While Charlie Kaufman (writer of Being John Malkovich and Adaptation) wrote a screenplay based on Scanner, I don't regret his absence from this film. As much as I admire his work, Kaufman would be better suited for any other Phil novel--put him on VALIS, please. And according to a recent interview, Scanner was not Linklater's first choice, but wanted to adapt something else by PKD. In fact, he's perfectly suited for the material. Scanner, the book, does have some traits in common with Linklater's films Slacker and Dazed and Confused; they both have minimal action and quite a lot of talking about nothing. Linklater understands the SoCal world of the lethargic addicts, hanging out on sofas talking about bicycle gears, or testing out homemade silencers in the backyard. Kaufman is almost too anxious for material like this. He would speed everything up, cut it to pieces and reassemble it in a different order. That's why he's better suited for VALIS, a novel in which Phil was doing that to his own life, and inserting science fiction into the mix in attempt to make sense of it all.

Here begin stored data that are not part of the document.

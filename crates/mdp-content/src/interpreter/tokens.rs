//! The token table: every `[[token:name]]` value, computed once per page.

use std::collections::BTreeMap;

use mdp_semantics::{TokenId, resolve_token};

use crate::dates::{
    age_on, format_date, format_date_str, iso_duration_to_text, parse_date, time_until,
    years_months_text,
};
use crate::interpreter::TokenSources;
use crate::quote::format_money;
use crate::settings::RenderSettings;
use crate::types::Scalar;

/// Computed token values, keyed by token id.
///
/// Tokens whose source facts are absent have no entry, so references to them
/// stay visible as bracket literals.
#[derive(Debug, Clone, Default, PartialEq)]
pub struct TokenTable {
    values: BTreeMap<TokenId, String>,
}

impl TokenTable {
    /// Create an empty table.
    pub fn new() -> Self {
        Self::default()
    }

    /// Compute every token from `sources`.
    pub fn build(sources: &TokenSources, settings: &RenderSettings) -> Self {
        let values = TokenId::ALL
            .into_iter()
            .filter_map(|id| compute_token(id, sources, settings).map(|value| (id, value)))
            .collect();
        Self { values }
    }

    pub fn get(&self, id: TokenId) -> Option<&str> {
        self.values.get(&id).map(String::as_str)
    }

    /// Look up a token by its name or a legacy alias.
    pub fn get_by_name(&self, name: &str) -> Option<&str> {
        resolve_token(name).and_then(|id| self.get(id))
    }

    /// Set a token value, replacing any computed one.
    pub fn insert(&mut self, id: TokenId, value: impl Into<String>) {
        self.values.insert(id, value.into());
    }

    pub fn iter(&self) -> impl Iterator<Item = (TokenId, &str)> {
        self.values.iter().map(|(id, value)| (*id, value.as_str()))
    }

    pub fn len(&self) -> usize {
        self.values.len()
    }

    pub fn is_empty(&self) -> bool {
        self.values.is_empty()
    }
}

fn compute_token(id: TokenId, sources: &TokenSources, settings: &RenderSettings) -> Option<String> {
    let cms = &sources.cms_tokens;
    let session = &sources.session;
    let date = |value: &Option<String>| {
        value
            .as_deref()
            .and_then(|v| format_date_str(v, &settings.date_format))
    };
    let money = |value: Option<f64>| {
        value.and_then(|amount| format_money(&settings.currency_symbol, amount))
    };
    let number = |value: Option<f64>| value.map(|n| Scalar::Number(n).to_string());
    let duration = |iso: &Option<String>, fallback_date: &Option<String>| {
        iso.as_deref().and_then(iso_duration_to_text).or_else(|| {
            let target = parse_date(fallback_date.as_deref()?)?;
            let (years, months) = time_until(sources.today, target)?;
            Some(years_months_text(years, months))
        })
    };

    let value = match id {
        TokenId::CurrentDate => format_date(sources.today, &settings.date_format),
        TokenId::TenantName => sources.tenant_name.clone(),
        TokenId::Title => cms.title.clone(),
        TokenId::Forenames => cms.forenames.clone(),
        TokenId::Surname => cms.surname.clone(),
        TokenId::Name => cms.name.clone().or_else(|| {
            let parts: Vec<&str> = [&cms.forenames, &cms.surname]
                .into_iter()
                .filter_map(|part| part.as_deref())
                .collect();
            (!parts.is_empty()).then(|| parts.join(" "))
        }),
        TokenId::DateOfBirth => date(&cms.date_of_birth),
        TokenId::Age => cms
            .date_of_birth
            .as_deref()
            .and_then(parse_date)
            .and_then(|dob| age_on(dob, sources.today))
            .map(|age| age.to_string()),
        TokenId::AgeText => cms.age_iso.as_deref().and_then(iso_duration_to_text),
        TokenId::InsuranceNumber => cms.insurance_number.clone(),
        TokenId::ReferenceNumber => cms.reference_number.clone(),
        TokenId::Email => session.pending_email.clone().or_else(|| cms.email.clone()),
        TokenId::PhoneNumber => cms.phone_number.clone(),
        TokenId::MobilePhoneNumber => cms.mobile_phone_number.clone(),
        TokenId::Address => address_lines(sources).map(|lines| lines.join(", ")),
        TokenId::AddressHtml => address_lines(sources).map(|lines| lines.join("<br>")),
        TokenId::PostCode => cms.address.as_ref().and_then(|a| a.post_code.clone()),
        TokenId::SchemeName => cms.scheme_name.clone(),
        TokenId::SchemeCode => cms.scheme_code.clone(),
        TokenId::Category => cms.category.clone(),
        TokenId::MembershipStatus => cms.membership_status.clone(),
        TokenId::DateJoinedScheme => date(&cms.date_joined_scheme),
        TokenId::PensionableServiceStartDate => date(&cms.pensionable_service_start_date),
        TokenId::PensionableService => cms
            .pensionable_service_iso
            .as_deref()
            .and_then(iso_duration_to_text),
        TokenId::NormalRetirementDate => date(&cms.normal_retirement_date),
        TokenId::NormalRetirementAge => number(cms.normal_retirement_age),
        TokenId::TimeToNormalRetirement => duration(
            &cms.time_to_normal_retirement_iso,
            &cms.normal_retirement_date,
        ),
        TokenId::TargetRetirementDate => date(&cms.target_retirement_date),
        TokenId::TargetRetirementAge => number(cms.target_retirement_age),
        TokenId::TimeToTargetRetirement => duration(
            &cms.time_to_target_retirement_iso,
            &cms.target_retirement_date,
        ),
        TokenId::EarliestRetirementDate => date(&cms.earliest_retirement_date),
        TokenId::EarliestRetirementAge => number(cms.earliest_retirement_age),
        TokenId::LatestRetirementDate => date(&cms.latest_retirement_date),
        TokenId::LatestRetirementAge => number(cms.latest_retirement_age),
        TokenId::SelectedQuoteName => cms.selected_quote_name.clone(),
        TokenId::TotalPension => money(cms.total_pension),
        TokenId::TotalLumpSum => money(cms.total_lump_sum),
        TokenId::TotalFundValue => money(cms.total_fund_value),
        TokenId::TransferValue => money(cms.transfer_value),
        TokenId::GuaranteedTransferValue => money(cms.guaranteed_transfer_value),
        TokenId::TransferQuoteExpiryDate => date(&cms.transfer_quote_expiry_date),
        TokenId::LifetimeAllowancePercentage => number(cms.lifetime_allowance_percentage)
            .map(|percentage| format!("{percentage}%")),
        TokenId::RetirementApplicationExpiryDate => date(&cms.retirement_application_expiry_date),
        TokenId::RetirementApplicationSubmissionDate => {
            date(&cms.retirement_application_submission_date)
        }
        TokenId::TransferApplicationSubmissionDate => {
            date(&cms.transfer_application_submission_date)
        }
        TokenId::BereavementReference => cms.bereavement_reference.clone(),
        TokenId::DeceasedName => session.bereavement.deceased_name(),
        TokenId::DateOfDeath => date(&session.bereavement.date_of_death),
        TokenId::ReporterName => session.bereavement.reporter_name(),
        TokenId::ReporterEmail => session.bereavement.reporter_email.clone(),
    };
    value.filter(|v| !v.trim().is_empty())
}

fn address_lines(sources: &TokenSources) -> Option<Vec<&str>> {
    let lines = sources.cms_tokens.address.as_ref()?.lines();
    (!lines.is_empty()).then_some(lines)
}
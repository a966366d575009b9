use std::fmt::{Display, Formatter, Result as FmtResult};

use bon::Builder;
use serde::{Deserialize, Serialize};

/// Declared display format of a summary item.
///
/// Parsed from the CMS literal. Literals the portal has no rendering for are
/// kept in `Other` so they can be reported rather than rejected.
#[derive(Debug, Clone, PartialEq, Eq, Serialize, Deserialize)]
#[serde(from = "String", into = "String")]
pub enum SummaryFormat {
    Text,
    Currency,
    CurrencyPerYear,
    Other(String),
}

impl SummaryFormat {
    pub fn as_str(&self) -> &str {
        match self {
            SummaryFormat::Text => "Text",
            SummaryFormat::Currency => "Currency",
            SummaryFormat::CurrencyPerYear => "Currency per year",
            SummaryFormat::Other(s) => s,
        }
    }
}

impl From<String> for SummaryFormat {
    fn from(s: String) -> Self {
        match s.as_str() {
            "Text" => SummaryFormat::Text,
            "Currency" => SummaryFormat::Currency,
            "Currency per year" => SummaryFormat::CurrencyPerYear,
            _ => SummaryFormat::Other(s),
        }
    }
}

impl From<&str> for SummaryFormat {
    fn from(s: &str) -> Self {
        SummaryFormat::from(s.to_string())
    }
}

impl From<SummaryFormat> for String {
    fn from(format: SummaryFormat) -> Self {
        match format {
            SummaryFormat::Other(s) => s,
            known => known.as_str().to_string(),
        }
    }
}

impl Display for SummaryFormat {
    fn fmt(&self, f: &mut Formatter<'_>) -> FmtResult {
        f.write_str(self.as_str())
    }
}

/// A CMS-authored display directive for one line of a quote summary.
///
/// `value` is either literal text (for `Text`) or a dotted path into the
/// quote option tree.
///
/// # Example
///
/// ```
/// use mdp_content::{SummaryFormat, SummaryItem};
///
/// let item = SummaryItem::builder()
///     .header("Annual pension")
///     .format(SummaryFormat::CurrencyPerYear)
///     .value("fullPension.option1.totalPension")
///     .build();
/// assert!(item.explanation_summary_items.is_empty());
/// ```
#[derive(Debug, Clone, PartialEq, Serialize, Deserialize, Builder)]
#[builder(on(String, into))]
#[serde(rename_all = "camelCase")]
pub struct SummaryItem {
    #[builder(default)]
    #[serde(default)]
    pub header: String,

    #[serde(default)]
    pub description: Option<String>,

    pub format: SummaryFormat,

    #[builder(default)]
    #[serde(default)]
    pub value: String,

    #[builder(default)]
    #[serde(default, skip_serializing_if = "Vec::is_empty")]
    pub explanation_summary_items: Vec<SummaryItem>,
}
use std::collections::BTreeMap;

use serde::{Deserialize, Serialize};
use serde_json::{Number, Value as JsonValue};

/// A CMS content tree with typed leaves.
///
/// CMS responses are arbitrary JSON; the injector only cares about text
/// leaves and containers. Converting to this type up front lets the walk be
/// an exhaustive match instead of runtime type probing.
///
/// # Example
///
/// ```
/// use mdp_content::ContentNode;
/// use serde_json::json;
///
/// let node = ContentNode::from(json!({ "title": "Hello", "items": ["a", 1] }));
/// assert_eq!(node.get("title").and_then(ContentNode::as_text), Some("Hello"));
/// ```
#[derive(Debug, Clone, PartialEq, Default, Serialize, Deserialize)]
#[serde(from = "JsonValue", into = "JsonValue")]
pub enum ContentNode {
    #[default]
    Null,
    Bool(bool),
    Number(Number),
    Text(String),
    List(Vec<ContentNode>),
    Map(BTreeMap<String, ContentNode>),
}

impl ContentNode {
    /// Get this node as text, if it is a text leaf.
    pub fn as_text(&self) -> Option<&str> {
        match self {
            ContentNode::Text(s) => Some(s),
            _ => None,
        }
    }

    /// Look up a child of a map node.
    pub fn get(&self, key: &str) -> Option<&ContentNode> {
        match self {
            ContentNode::Map(map) => map.get(key),
            _ => None,
        }
    }

    /// Follow a dotted path through map nodes and list indices.
    pub fn get_path(&self, path: &str) -> Option<&ContentNode> {
        path.split('.').try_fold(self, |node, key| match node {
            ContentNode::Map(map) => map.get(key),
            ContentNode::List(items) => key.parse::<usize>().ok().and_then(|i| items.get(i)),
            _ => None,
        })
    }

    /// Visit every text leaf, depth first, in key order.
    pub fn texts(&self) -> Vec<&str> {
        let mut out = Vec::new();
        collect_texts(self, &mut out);
        out
    }
}

fn collect_texts<'a>(node: &'a ContentNode, out: &mut Vec<&'a str>) {
    match node {
        ContentNode::Text(s) => out.push(s),
        ContentNode::List(items) => {
            for item in items {
                collect_texts(item, out);
            }
        }
        ContentNode::Map(map) => {
            for child in map.values() {
                collect_texts(child, out);
            }
        }
        ContentNode::Null | ContentNode::Bool(_) | ContentNode::Number(_) => {}
    }
}

impl From<JsonValue> for ContentNode {
    fn from(value: JsonValue) -> Self {
        match value {
            JsonValue::Null => ContentNode::Null,
            JsonValue::Bool(b) => ContentNode::Bool(b),
            JsonValue::Number(n) => ContentNode::Number(n),
            JsonValue::String(s) => ContentNode::Text(s),
            JsonValue::Array(items) => {
                ContentNode::List(items.into_iter().map(ContentNode::from).collect())
            }
            JsonValue::Object(map) => ContentNode::Map(
                map.into_iter()
                    .map(|(k, v)| (k, ContentNode::from(v)))
                    .collect(),
            ),
        }
    }
}

impl From<ContentNode> for JsonValue {
    fn from(node: ContentNode) -> Self {
        match node {
            ContentNode::Null => JsonValue::Null,
            ContentNode::Bool(b) => JsonValue::Bool(b),
            ContentNode::Number(n) => JsonValue::Number(n),
            ContentNode::Text(s) => JsonValue::String(s),
            ContentNode::List(items) => {
                JsonValue::Array(items.into_iter().map(JsonValue::from).collect())
            }
            ContentNode::Map(map) => JsonValue::Object(
                map.into_iter()
                    .map(|(k, v)| (k, JsonValue::from(v)))
                    .collect(),
            ),
        }
    }
}

impl From<&str> for ContentNode {
    fn from(s: &str) -> Self {
        ContentNode::Text(s.to_string())
    }
}

impl From<String> for ContentNode {
    fn from(s: String) -> Self {
        ContentNode::Text(s)
    }
}
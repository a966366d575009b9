//! CMS block dispatch.
//!
//! Each block's `type`/`formKey` literal resolves to a closed `BlockKind`;
//! its family decides how the block's elements are prepared for rendering.

mod block;
mod dispatch;

pub use block::CmsBlock;
pub use dispatch::{PageContext, RenderBody, Renderable, dispatch, dispatch_page};
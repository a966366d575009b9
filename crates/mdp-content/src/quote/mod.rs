//! Quote option trees: value-path resolution, summary rendering, currency
//! formatting and loading.

pub mod currency;
mod loader;
mod render;
mod resolve;

pub use currency::{format_currency, format_money};
pub use loader::{BackendError, QuoteBackend, QuoteFilter, QuoteOptionsLoader, ReadySignal};
pub use render::{
    RenderedSummary, RenderedValue, format_value, render_summary, render_summary_item,
};
pub use resolve::{resolve, resolve_path, split_path};
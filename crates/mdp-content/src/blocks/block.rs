use std::collections::BTreeMap;

use mdp_semantics::{BlockKind, resolve_block_kind};
use serde::{Deserialize, Serialize};

use crate::types::ContentNode;

/// A CMS content block as delivered by the headless CMS.
///
/// ```
/// use mdp_content::blocks::CmsBlock;
/// use mdp_semantics::BlockKind;
///
/// let block: CmsBlock = serde_json::from_str(r#"{
///     "type": "Form",
///     "formKey": "email_form",
///     "elements": { "panelNameLabel": "Change email" }
/// }"#).unwrap();
/// assert_eq!(block.kind(), BlockKind::EmailForm);
/// assert_eq!(block.panel_name_label(), Some("Change email"));
/// ```
#[derive(Debug, Clone, Default, PartialEq, Serialize, Deserialize)]
#[serde(rename_all = "camelCase")]
pub struct CmsBlock {
    #[serde(rename = "type", default)]
    pub block_type: String,

    #[serde(default)]
    pub form_key: Option<String>,

    #[serde(default)]
    pub elements: BTreeMap<String, ContentNode>,
}

impl CmsBlock {
    /// The block kind, from `formKey` when it names a known form, else `type`.
    pub fn kind(&self) -> BlockKind {
        resolve_block_kind(&self.block_type, self.form_key.as_deref())
    }

    /// Text of an element, accepting both `"key": "text"` and the CMS's
    /// wrapped `"key": { "value": "text" }` shape.
    pub fn element_text(&self, key: &str) -> Option<&str> {
        let element = self.elements.get(key)?;
        element
            .as_text()
            .or_else(|| element.get("value").and_then(ContentNode::as_text))
    }

    /// The editor-facing panel name, shown for blocks the portal cannot render.
    pub fn panel_name_label(&self) -> Option<&str> {
        self.element_text("panelNameLabel")
            .filter(|label| !label.trim().is_empty())
    }
}
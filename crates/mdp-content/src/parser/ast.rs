//! Public AST types for CMS text.

use mdp_semantics::PlaceholderKind;

/// Parsed CMS text.
#[derive(Debug, Clone, PartialEq)]
pub struct Template {
    pub segments: Vec<Segment>,
}

/// A segment of CMS text.
#[derive(Debug, Clone, PartialEq)]
pub enum Segment {
    /// Literal text, including anything that looked like a marker but was not.
    Literal(String),
    /// A `[[kind:argument]]` marker.
    Placeholder {
        kind: PlaceholderKind,
        argument: String,
    },
}

impl Segment {
    /// The exact source text this segment was parsed from.
    pub fn source(&self) -> String {
        match self {
            Segment::Literal(text) => text.clone(),
            Segment::Placeholder { kind, argument } => placeholder_source(*kind, argument),
        }
    }
}

impl Template {
    /// Placeholders in source order.
    pub fn placeholders(&self) -> impl Iterator<Item = (PlaceholderKind, &str)> {
        self.segments.iter().filter_map(|segment| match segment {
            Segment::Placeholder { kind, argument } => Some((*kind, argument.as_str())),
            Segment::Literal(_) => None,
        })
    }

    /// True when the text contains no placeholders at all.
    pub fn is_literal(&self) -> bool {
        self.placeholders().next().is_none()
    }
}

/// Render a marker back to its bracket form, e.g. `[[token:name]]`.
pub fn placeholder_source(kind: PlaceholderKind, argument: &str) -> String {
    format!("[[{}:{}]]", kind.as_str(), argument)
}
//! Error and warning types for loading and injection.

use std::fmt::{Display, Formatter, Result as FmtResult};
use std::path::PathBuf;

use thiserror::Error;

/// Errors that occur while loading CMS or backend JSON from disk.
#[derive(Debug, Error)]
pub enum LoadError {
    /// File I/O error.
    #[error("failed to read '{path}': {source}")]
    Io {
        path: PathBuf,
        #[source]
        source: std::io::Error,
    },

    /// The file is not valid JSON for the expected shape.
    #[error("failed to parse '{path}': {source}")]
    Json {
        path: PathBuf,
        #[source]
        source: serde_json::Error,
    },
}

/// A reference that could not be substituted during injection.
///
/// Injection never fails; unresolved references are written back as their
/// bracket literal and reported here.
#[derive(Debug, Clone, PartialEq, Eq)]
pub enum InjectWarning {
    /// `[[token:name]]` where `name` is not a token.
    UnknownToken {
        name: String,
        suggestions: Vec<String>,
    },

    /// `[[token:name]]` for a known token with no value for this member.
    MissingToken { name: String },

    /// `[[label:key]]` with no authored label.
    UnknownLabel {
        key: String,
        suggestions: Vec<String>,
    },
}

impl Display for InjectWarning {
    fn fmt(&self, f: &mut Formatter<'_>) -> FmtResult {
        match self {
            InjectWarning::UnknownToken { name, suggestions } => {
                write!(f, "unknown token '{name}'")?;
                write_suggestions(f, suggestions)
            }
            InjectWarning::MissingToken { name } => {
                write!(f, "token '{name}' has no value")
            }
            InjectWarning::UnknownLabel { key, suggestions } => {
                write!(f, "unknown label '{key}'")?;
                write_suggestions(f, suggestions)
            }
        }
    }
}

fn write_suggestions(f: &mut Formatter<'_>, suggestions: &[String]) -> FmtResult {
    if suggestions.is_empty() {
        Ok(())
    } else {
        write!(f, "; did you mean: {}?", suggestions.join(", "))
    }
}

/// Compute up to three names close to `name`, closest first.
///
/// Names of three characters or fewer allow one edit; longer names allow two.
pub fn compute_suggestions<S: AsRef<str>>(name: &str, available: &[S]) -> Vec<String> {
    let max_distance = if name.chars().count() <= 3 { 1 } else { 2 };
    let mut scored: Vec<(usize, &str)> = available
        .iter()
        .map(|candidate| AsRef::<str>::as_ref(candidate))
        .map(|candidate| (strsim::levenshtein(name, candidate), candidate))
        .filter(|(distance, _)| *distance <= max_distance)
        .collect();
    scored.sort_unstable();
    scored
        .into_iter()
        .take(3)
        .map(|(_, candidate)| candidate.to_string())
        .collect()
}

Watching this with an audience was deja-vu; it was like watching Fear and Loathing in Las Vegas on its opening day. Terry Gilliam's film was another adaptation of a book that was supposed to be impossible to adapt, and he took a similar approach: be rigorously faithful. Both films and books focus on hallucinating, paranoid narrators you cannot trust to tell the straight story. And both audiences were baffled, kind of turned-off for the most part--except for a few who knew they were witnessing the birth of a cult film, and something they'd need to watch repeatedly to better appreciate it. Give Scanner a few years, and watch the audience multiply like imaginary aphids.